On peut se demander si la faiblesse de la caricature aux Etats-Unis aujourd'hui, tant sur le plan du dessin que de la satire, ne vient pas de la culture démocrate-chrétienne de ce pays ; celle-ci confère en effet à la politique une dimension spirituelle qui contribue à ennoblir exagérément l'action politique. Les caricaturistes américains ("Editorial cartoonists") font de la caricature politique, dans la mesure où ils sont eux-mêmes impliqués dans les débats politiques et les stratégies partisanes ; ils se font un devoir de commenter les moindres péripéties de la vie politique ; Plantu est un exemple français de cette manière américaine de caricaturer. Les cartoons américains présentent de ce fait peu d'intérêt pour qui ne connaît pas bien la vie politique américaine. Les caricaturistes en Europe, surtout en Angleterre, en France et en Italie, sont plus "anarchistes" ou du moins méfiants vis-à-vis du personnel politique et des utopies politiques optimistes.
+ Les admirateurs de Hergé connaissent son goût pour l'art contemporain en même temps que les complexes qu'il nourrissait vis-à-vis d'artistes reconnus comme tels. Le commerce de l'art contemporain est le sujet de son dernier album inachevé, "Tintin et l'Alph-Art". On annonce une exposition au Grand Palais après l'été sur ce thème. On a tort de ne pas considérer Hergé comme un artiste abstrait ; la bande-dessinée, destinée aux enfants, ne repose pas tant sur le dessin que sur l'animation des personnages, comme le dessin animé. Hergé n'est pas un grand dessinateur, en revanche c'est un styliste exceptionnel, deux caractéristiques que l'on retrouve souvent chez les artistes modernes dits "abstraits".

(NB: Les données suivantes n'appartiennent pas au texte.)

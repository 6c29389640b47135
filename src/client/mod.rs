//! HTTP client for the Flex Plugins API.

pub mod config;
pub mod configurations;
pub mod configured_plugins;
pub mod error;
pub mod plugins;
pub mod releases;
pub mod traits;
pub mod versions;

pub use config::{ClientConfig, DEFAULT_TIMEOUT, Realm};
pub use configurations::ConfigurationsClient;
pub use configured_plugins::ConfiguredPluginsClient;
pub use error::ErrorResponse;
pub use plugins::PluginsClient;
pub use releases::ReleasesClient;
pub use traits::{
    ConfigurationStore, ConfiguredPluginListing, PluginDirectory, ReleaseDirectory,
    VersionDirectory,
};
pub use versions::VersionsClient;

use std::sync::Arc;

use reqwest::header::{CONTENT_TYPE, USER_AGENT};
use secrecy::ExposeSecret;
use serde::de::DeserializeOwned;
use url::{Url, form_urlencoded};

use crate::paging::{Page, Pagination, RawPageMeta, list_url};
use crate::{Error, Result};

const CLIENT_USER_AGENT: &str = concat!("flex-plugins-api-rs/", env!("CARGO_PKG_VERSION"));

/// Authenticated client for the Plugins API.
///
/// Cheap to clone; the resource clients returned by [`plugins`](Self::plugins),
/// [`versions`](Self::versions) and friends each hold their own clone.
#[derive(Clone)]
pub struct PluginServiceClient {
    inner: Arc<Inner>,
}

struct Inner {
    config: ClientConfig,
    base_url: Url,
    http: reqwest::Client,
}

impl PluginServiceClient {
    pub fn new(config: ClientConfig) -> Result<Self> {
        let http = reqwest::Client::builder()
            .timeout(config.timeout)
            .build()
            .map_err(Error::Network)?;
        Self::with_http(config, http)
    }

    pub fn with_http(config: ClientConfig, http: reqwest::Client) -> Result<Self> {
        config.validate()?;
        let base_url = Url::parse(&config.effective_base_url())?;
        if base_url.cannot_be_a_base() {
            return Err(Error::Config(format!("invalid base URL: {}", base_url)));
        }

        Ok(Self {
            inner: Arc::new(Inner {
                config,
                base_url,
                http,
            }),
        })
    }

    pub fn from_env() -> Result<Self> {
        Self::new(ClientConfig::from_env()?)
    }

    pub fn config(&self) -> &ClientConfig {
        &self.inner.config
    }

    pub fn base_url(&self) -> &Url {
        &self.inner.base_url
    }

    pub fn plugins(&self) -> PluginsClient {
        PluginsClient::new(self.clone())
    }

    pub fn versions(&self) -> VersionsClient {
        VersionsClient::new(self.clone())
    }

    pub fn configurations(&self) -> ConfigurationsClient {
        ConfigurationsClient::new(self.clone())
    }

    pub fn configured_plugins(&self) -> ConfiguredPluginsClient {
        ConfiguredPluginsClient::new(self.clone())
    }

    pub fn releases(&self) -> ReleasesClient {
        ReleasesClient::new(self.clone())
    }

    /// Resolves path segments against the base URL, percent-encoding each one.
    pub(crate) fn endpoint(&self, segments: &[&str]) -> Result<Url> {
        let mut url = self.inner.base_url.clone();
        url.path_segments_mut()
            .map_err(|_| Error::Config(format!("invalid base URL: {}", self.inner.base_url)))?
            .pop_if_empty()
            .extend(segments);
        Ok(url)
    }

    fn request(&self, method: reqwest::Method, url: &str) -> reqwest::RequestBuilder {
        let config = &self.inner.config;
        self.inner
            .http
            .request(method, url)
            .basic_auth(&config.account_sid, Some(config.auth_token.expose_secret()))
            .header(USER_AGENT, CLIENT_USER_AGENT)
    }

    pub(crate) async fn get<T: DeserializeOwned>(&self, url: &str) -> Result<T> {
        tracing::debug!(%url, "GET");
        let response = self
            .request(reqwest::Method::GET, url)
            .send()
            .await
            .map_err(Error::Network)?;
        handle_response(response).await
    }

    pub(crate) async fn post_form<T: DeserializeOwned>(
        &self,
        url: &str,
        params: &[(&str, String)],
    ) -> Result<T> {
        let body: String = form_urlencoded::Serializer::new(String::new())
            .extend_pairs(params.iter().map(|(k, v)| (*k, v.as_str())))
            .finish();

        tracing::debug!(%url, "POST");
        let response = self
            .request(reqwest::Method::POST, url)
            .header(CONTENT_TYPE, "application/x-www-form-urlencoded")
            .body(body)
            .send()
            .await
            .map_err(Error::Network)?;
        handle_response(response).await
    }

    /// Fetches one page of a listing whose items live under `key`.
    pub(crate) async fn list<T: DeserializeOwned>(
        &self,
        segments: &[&str],
        key: &str,
        pagination: Option<&Pagination>,
    ) -> Result<Page<T>> {
        let endpoint = self.endpoint(segments)?;
        let url = list_url(endpoint.as_str(), pagination);
        let mut body: serde_json::Value = self.get(&url).await?;

        let items = match body.get_mut(key) {
            Some(value) => serde_json::from_value(value.take())?,
            None => return Err(Error::Parse(format!("list response has no '{}' field", key))),
        };
        let meta: RawPageMeta = match body.get_mut("meta") {
            Some(value) if !value.is_null() => serde_json::from_value(value.take())?,
            _ => RawPageMeta::default(),
        };

        Ok(Page::new(items, meta.into()))
    }
}

async fn handle_response<T: DeserializeOwned>(response: reqwest::Response) -> Result<T> {
    let status = response.status();
    let body = response.text().await.map_err(Error::Network)?;

    if !status.is_success() {
        tracing::debug!(status = status.as_u16(), "Request rejected");
        return Err(ErrorResponse::from_body(&body).into_error(status.as_u16()));
    }

    Ok(serde_json::from_str(&body)?)
}

impl std::fmt::Debug for PluginServiceClient {
    fn fmt(&self, f: &mut std::fmt::Formatter<'_>) -> std::fmt::Result {
        f.debug_struct("PluginServiceClient")
            .field("account_sid", &self.inner.config.account_sid)
            .field("base_url", &self.inner.base_url.as_str())
            .finish()
    }
}
//! Remote collections the toolkit depends on.
//!
//! [`PluginServiceClient`](super::PluginServiceClient) implements every trait
//! here over HTTP; tests substitute in-memory fakes.

use async_trait::async_trait;

use crate::Result;
use crate::paging::{Page, Pagination};
use crate::types::{
    Configuration, ConfiguredPlugin, NewConfiguration, Plugin, PluginVersion, Release,
};

#[async_trait]
pub trait PluginDirectory: Send + Sync {
    /// Fetches a plugin by sid or unique name. Fails with
    /// [`Error::NotFound`](crate::Error::NotFound) when absent.
    async fn get(&self, id: &str) -> Result<Plugin>;
}

#[async_trait]
pub trait VersionDirectory: Send + Sync {
    /// Fetches a version of `plugin_id` by version sid or version string.
    async fn get(&self, plugin_id: &str, version_id: &str) -> Result<PluginVersion>;

    /// Fetches the most recently published version of `plugin_id`.
    async fn latest(&self, plugin_id: &str) -> Result<PluginVersion>;
}

#[async_trait]
pub trait ConfigurationStore: Send + Sync {
    async fn create(&self, request: &NewConfiguration) -> Result<Configuration>;
}

#[async_trait]
pub trait ConfiguredPluginListing: Send + Sync {
    async fn list(
        &self,
        configuration_sid: &str,
        pagination: Option<Pagination>,
    ) -> Result<Page<ConfiguredPlugin>>;
}

#[async_trait]
pub trait ReleaseDirectory: Send + Sync {
    /// The currently active release, or `None` when nothing was ever released.
    async fn active(&self) -> Result<Option<Release>>;

    /// Activates `configuration_sid`.
    async fn create(&self, configuration_sid: &str) -> Result<Release>;
}
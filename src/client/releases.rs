//! Releases collection.

use async_trait::async_trait;

use super::PluginServiceClient;
use super::traits::ReleaseDirectory;
use crate::paging::{Page, Pagination};
use crate::types::Release;
use crate::{Error, Result};

const RELEASES: &str = "Releases";
const ACTIVE: &str = "Active";

#[derive(Debug, Clone)]
pub struct ReleasesClient {
    client: PluginServiceClient,
}

impl ReleasesClient {
    pub fn new(client: PluginServiceClient) -> Self {
        Self { client }
    }

    /// The API answers 404 when no release was ever created.
    pub async fn active(&self) -> Result<Option<Release>> {
        let url = self.client.endpoint(&[RELEASES, ACTIVE])?;
        match self.client.get(url.as_str()).await {
            Ok(release) => Ok(Some(release)),
            Err(Error::NotFound(_)) => Ok(None),
            Err(e) => Err(e),
        }
    }

    pub async fn create(&self, configuration_sid: &str) -> Result<Release> {
        let url = self.client.endpoint(&[RELEASES])?;
        let params = [("ConfigurationId", configuration_sid.to_string())];
        let release: Release = self.client.post_form(url.as_str(), &params).await?;

        tracing::info!(
            sid = %release.sid,
            configuration_sid = %release.configuration_sid,
            "Release created"
        );
        Ok(release)
    }

    pub async fn get(&self, sid: &str) -> Result<Release> {
        let url = self.client.endpoint(&[RELEASES, sid])?;
        self.client.get(url.as_str()).await
    }

    pub async fn list(&self, pagination: Option<Pagination>) -> Result<Page<Release>> {
        self.client
            .list(&[RELEASES], "releases", pagination.as_ref())
            .await
    }
}

#[async_trait]
impl ReleaseDirectory for ReleasesClient {
    async fn active(&self) -> Result<Option<Release>> {
        ReleasesClient::active(self).await
    }

    async fn create(&self, configuration_sid: &str) -> Result<Release> {
        ReleasesClient::create(self, configuration_sid).await
    }
}
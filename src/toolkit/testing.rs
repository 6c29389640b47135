//! Test utilities for toolkit module.

#[cfg(test)]
pub mod fakes {
    use std::collections::{HashMap, HashSet};
    use std::sync::Mutex;

    use async_trait::async_trait;

    use crate::client::{
        ConfigurationStore, ConfiguredPluginListing, PluginDirectory, ReleaseDirectory,
        VersionDirectory,
    };
    use crate::paging::{Page, Pagination, PaginationMeta};
    use crate::types::{
        Configuration, ConfiguredPlugin, NewConfiguration, Plugin, PluginVersion, Release,
    };
    use crate::{Error, Result};

    pub const CREATED_SID: &str = "FJ00000000000000000000000000000001";
    pub const CREATED_AT: &str = "2020-01-10T20:00:00Z";

    #[derive(Debug, Clone, PartialEq, Eq)]
    pub enum Call {
        GetPlugin(String),
        GetVersion(String, String),
        LatestVersion(String),
        CreateConfiguration(NewConfiguration),
        ListPlugins(String, Option<String>),
        ActiveRelease,
        CreateRelease(String),
    }

    pub fn plugin(n: u32) -> Plugin {
        Plugin {
            sid: format!("FP{:032}", n),
            account_sid: format!("AC{:032}", 0),
            unique_name: format!("plugin{}", n),
            friendly_name: format!("Plugin {}", n),
            description: format!("description of plugin {}", n),
            date_created: CREATED_AT.into(),
            date_updated: CREATED_AT.into(),
        }
    }

    pub fn version(n: u32, version: &str, sid: u32) -> PluginVersion {
        PluginVersion {
            sid: format!("FV{:032}", sid),
            account_sid: format!("AC{:032}", 0),
            plugin_sid: format!("FP{:032}", n),
            version: version.into(),
            plugin_url: format!("https://assets.example.com/plugin{}/{}/bundle.js", n, version),
            private: n % 2 == 1,
            changelog: format!("changes in {}", version),
            date_created: CREATED_AT.into(),
        }
    }

    /// Entry for `pluginN` at its `N.0.0` version inside `configuration_sid`.
    pub fn configured(configuration_sid: &str, n: u32) -> ConfiguredPlugin {
        entry_for(configuration_sid, &plugin(n), &version(n, &format!("{}.0.0", n), n))
    }

    fn entry_for(
        configuration_sid: &str,
        plugin: &Plugin,
        version: &PluginVersion,
    ) -> ConfiguredPlugin {
        ConfiguredPlugin {
            plugin_sid: plugin.sid.clone(),
            plugin_version_sid: version.sid.clone(),
            configuration_sid: configuration_sid.into(),
            unique_name: plugin.unique_name.clone(),
            version: version.version.clone(),
            plugin_url: version.plugin_url.clone(),
            phase: 3,
            private: version.private,
            date_created: CREATED_AT.into(),
        }
    }

    /// In-memory stand-in for every remote collection, recording each call.
    #[derive(Default)]
    pub struct FakeBackend {
        calls: Mutex<Vec<Call>>,
        plugins: Mutex<Vec<Plugin>>,
        versions: Mutex<Vec<PluginVersion>>,
        latest: Mutex<HashMap<String, String>>,
        listings: Mutex<HashMap<String, Vec<Vec<ConfiguredPlugin>>>>,
        active_release: Mutex<Option<Release>>,
        create_error: Mutex<Option<String>>,
        missing: Mutex<HashSet<String>>,
    }

    impl FakeBackend {
        /// Catalog of plugin1..plugin3 at `N.0.0`, plus plugin1 `1.1.0`
        /// which is its latest version.
        pub fn with_catalog() -> Self {
            let backend = Self::default();
            for n in 1..=3 {
                backend.add_plugin(plugin(n));
                backend.add_version(version(n, &format!("{}.0.0", n), n));
            }
            backend.add_version(version(1, "1.1.0", 11));
            backend
                .latest
                .lock()
                .unwrap()
                .insert(plugin(1).sid, format!("FV{:032}", 11));
            backend
        }

        pub fn add_plugin(&self, plugin: Plugin) {
            self.plugins.lock().unwrap().push(plugin);
        }

        pub fn add_version(&self, version: PluginVersion) {
            let mut latest = self.latest.lock().unwrap();
            latest
                .entry(version.plugin_sid.clone())
                .or_insert_with(|| version.sid.clone());
            self.versions.lock().unwrap().push(version);
        }

        /// Pages of a configuration's plugin listing.
        pub fn set_listing(&self, configuration_sid: &str, pages: Vec<Vec<ConfiguredPlugin>>) {
            self.listings
                .lock()
                .unwrap()
                .insert(configuration_sid.into(), pages);
        }

        pub fn set_active_release(&self, configuration_sid: Option<&str>) {
            *self.active_release.lock().unwrap() = configuration_sid.map(|sid| Release {
                sid: format!("FK{:032}", 0),
                account_sid: format!("AC{:032}", 0),
                configuration_sid: sid.into(),
                date_created: CREATED_AT.into(),
            });
        }

        pub fn fail_create(&self, message: &str) {
            *self.create_error.lock().unwrap() = Some(message.into());
        }

        /// Makes lookups of `id` (plugin, version or configuration sid) fail
        /// with NotFound.
        pub fn make_missing(&self, id: &str) {
            self.missing.lock().unwrap().insert(id.into());
        }

        pub fn calls(&self) -> Vec<Call> {
            self.calls.lock().unwrap().clone()
        }

        pub fn created(&self) -> Vec<NewConfiguration> {
            self.calls()
                .into_iter()
                .filter_map(|c| match c {
                    Call::CreateConfiguration(request) => Some(request),
                    _ => None,
                })
                .collect()
        }

        fn record(&self, call: Call) {
            self.calls.lock().unwrap().push(call);
        }

        fn is_missing(&self, id: &str) -> bool {
            self.missing.lock().unwrap().contains(id)
        }

        fn find_plugin(&self, id: &str) -> Option<Plugin> {
            if self.is_missing(id) {
                return None;
            }
            self.plugins
                .lock()
                .unwrap()
                .iter()
                .find(|p| p.sid == id || p.unique_name == id)
                .cloned()
        }

        fn find_version(&self, plugin_id: &str, version_id: &str) -> Option<PluginVersion> {
            if self.is_missing(version_id) {
                return None;
            }
            let plugin = self.find_plugin(plugin_id)?;
            self.versions
                .lock()
                .unwrap()
                .iter()
                .find(|v| {
                    v.plugin_sid == plugin.sid && (v.sid == version_id || v.version == version_id)
                })
                .cloned()
        }
    }

    #[async_trait]
    impl PluginDirectory for FakeBackend {
        async fn get(&self, id: &str) -> Result<Plugin> {
            self.record(Call::GetPlugin(id.into()));
            self.find_plugin(id)
                .ok_or_else(|| Error::NotFound(format!("plugin {}", id)))
        }
    }

    #[async_trait]
    impl VersionDirectory for FakeBackend {
        async fn get(&self, plugin_id: &str, version_id: &str) -> Result<PluginVersion> {
            self.record(Call::GetVersion(plugin_id.into(), version_id.into()));
            self.find_version(plugin_id, version_id)
                .ok_or_else(|| Error::NotFound(format!("version {} of {}", version_id, plugin_id)))
        }

        async fn latest(&self, plugin_id: &str) -> Result<PluginVersion> {
            self.record(Call::LatestVersion(plugin_id.into()));
            let latest = self.find_plugin(plugin_id).and_then(|plugin| {
                let sid = self.latest.lock().unwrap().get(&plugin.sid).cloned()?;
                self.find_version(&plugin.sid, &sid)
            });
            latest.ok_or_else(|| Error::NotFound(format!("latest version of {}", plugin_id)))
        }
    }

    #[async_trait]
    impl ConfigurationStore for FakeBackend {
        async fn create(&self, request: &NewConfiguration) -> Result<Configuration> {
            self.record(Call::CreateConfiguration(request.clone()));
            if let Some(message) = self.create_error.lock().unwrap().clone() {
                return Err(Error::Validation(message));
            }

            if !self.listings.lock().unwrap().contains_key(CREATED_SID) {
                let versions = self.versions.lock().unwrap().clone();
                let plugins = self.plugins.lock().unwrap().clone();
                let entries = request
                    .plugins
                    .iter()
                    .filter_map(|entry| {
                        let version = versions.iter().find(|v| v.sid == entry.plugin_version)?;
                        let plugin = plugins.iter().find(|p| p.sid == version.plugin_sid)?;
                        Some(entry_for(CREATED_SID, plugin, version))
                    })
                    .collect();
                self.set_listing(CREATED_SID, vec![entries]);
            }

            Ok(Configuration {
                sid: CREATED_SID.into(),
                account_sid: format!("AC{:032}", 0),
                name: request.name.clone(),
                description: request.description.clone().unwrap_or_default(),
                date_created: CREATED_AT.into(),
            })
        }
    }

    #[async_trait]
    impl ConfiguredPluginListing for FakeBackend {
        async fn list(
            &self,
            configuration_sid: &str,
            pagination: Option<Pagination>,
        ) -> Result<Page<ConfiguredPlugin>> {
            let token = pagination.and_then(|p| p.page_token);
            self.record(Call::ListPlugins(configuration_sid.into(), token.clone()));

            if self.is_missing(configuration_sid) {
                return Err(Error::NotFound(format!("configuration {}", configuration_sid)));
            }
            let listings = self.listings.lock().unwrap();
            let pages = listings
                .get(configuration_sid)
                .ok_or_else(|| Error::NotFound(format!("configuration {}", configuration_sid)))?;

            let index = match token {
                None => 0,
                Some(ref token) => token
                    .rsplit('-')
                    .next()
                    .and_then(|i| i.parse::<usize>().ok())
                    .ok_or_else(|| Error::Validation(format!("bad page token {}", token)))?,
            };
            let items = pages.get(index).cloned().unwrap_or_default();
            let next_token = (index + 1 < pages.len())
                .then(|| format!("{}-page-{}", configuration_sid, index + 1));

            Ok(Page::new(
                items,
                PaginationMeta {
                    next_token,
                    previous_token: None,
                },
            ))
        }
    }

    #[async_trait]
    impl ReleaseDirectory for FakeBackend {
        async fn active(&self) -> Result<Option<Release>> {
            self.record(Call::ActiveRelease);
            Ok(self.active_release.lock().unwrap().clone())
        }

        async fn create(&self, configuration_sid: &str) -> Result<Release> {
            self.record(Call::CreateRelease(configuration_sid.into()));
            Ok(Release {
                sid: format!("FK{:032}", 1),
                account_sid: format!("AC{:032}", 0),
                configuration_sid: configuration_sid.into(),
                date_created: CREATED_AT.into(),
            })
        }
    }
}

+ Le moins qu'on puisse dire c'est que Robespierre (1758-1794) n'a plus la cote. Le président de la République préfère même invoquer un autre enfant du Nord, Charles de Gaulle, malgré le penchant de ce dernier pour la monarchie. Le célèbre conventionnel révolutionnaire natif d'Arras est en effet ces derniers temps la cible d'attaques répétées de la part d'intellectuels de gauche en vue, dont Michel Onfray et Raphaël Enthoven ; au micro d'"Europe 1", ce professeur de philosophie a même comparé Robespierre à... Pol Pot. Et d'invoquer dans ce cas-là la Terreur, cruelle et sanglante, dont Robespierre fut un des principaux instigateurs. Mais, tandis que la Terreur fit quelques dizaines de milliers de victimes (40.000 ?), le régime de Napoléon en fit, lui, des millions, et cela n'empêche pas la République française d'entretenir son culte, ni maints plumitifs de continuer d'écrire des hagiographies du tyran corse (heureusement illisibles). Et que dire des Soviets, dont le bilan est parmi les plus lourds, mais dont le régime brutal séduisit néanmoins une bonne partie de l'intelligentsia et des artistes français ? Comme quoi il faut bien distinguer le roman national républicain de l'histoire... et se méfier des professeurs de philosophie.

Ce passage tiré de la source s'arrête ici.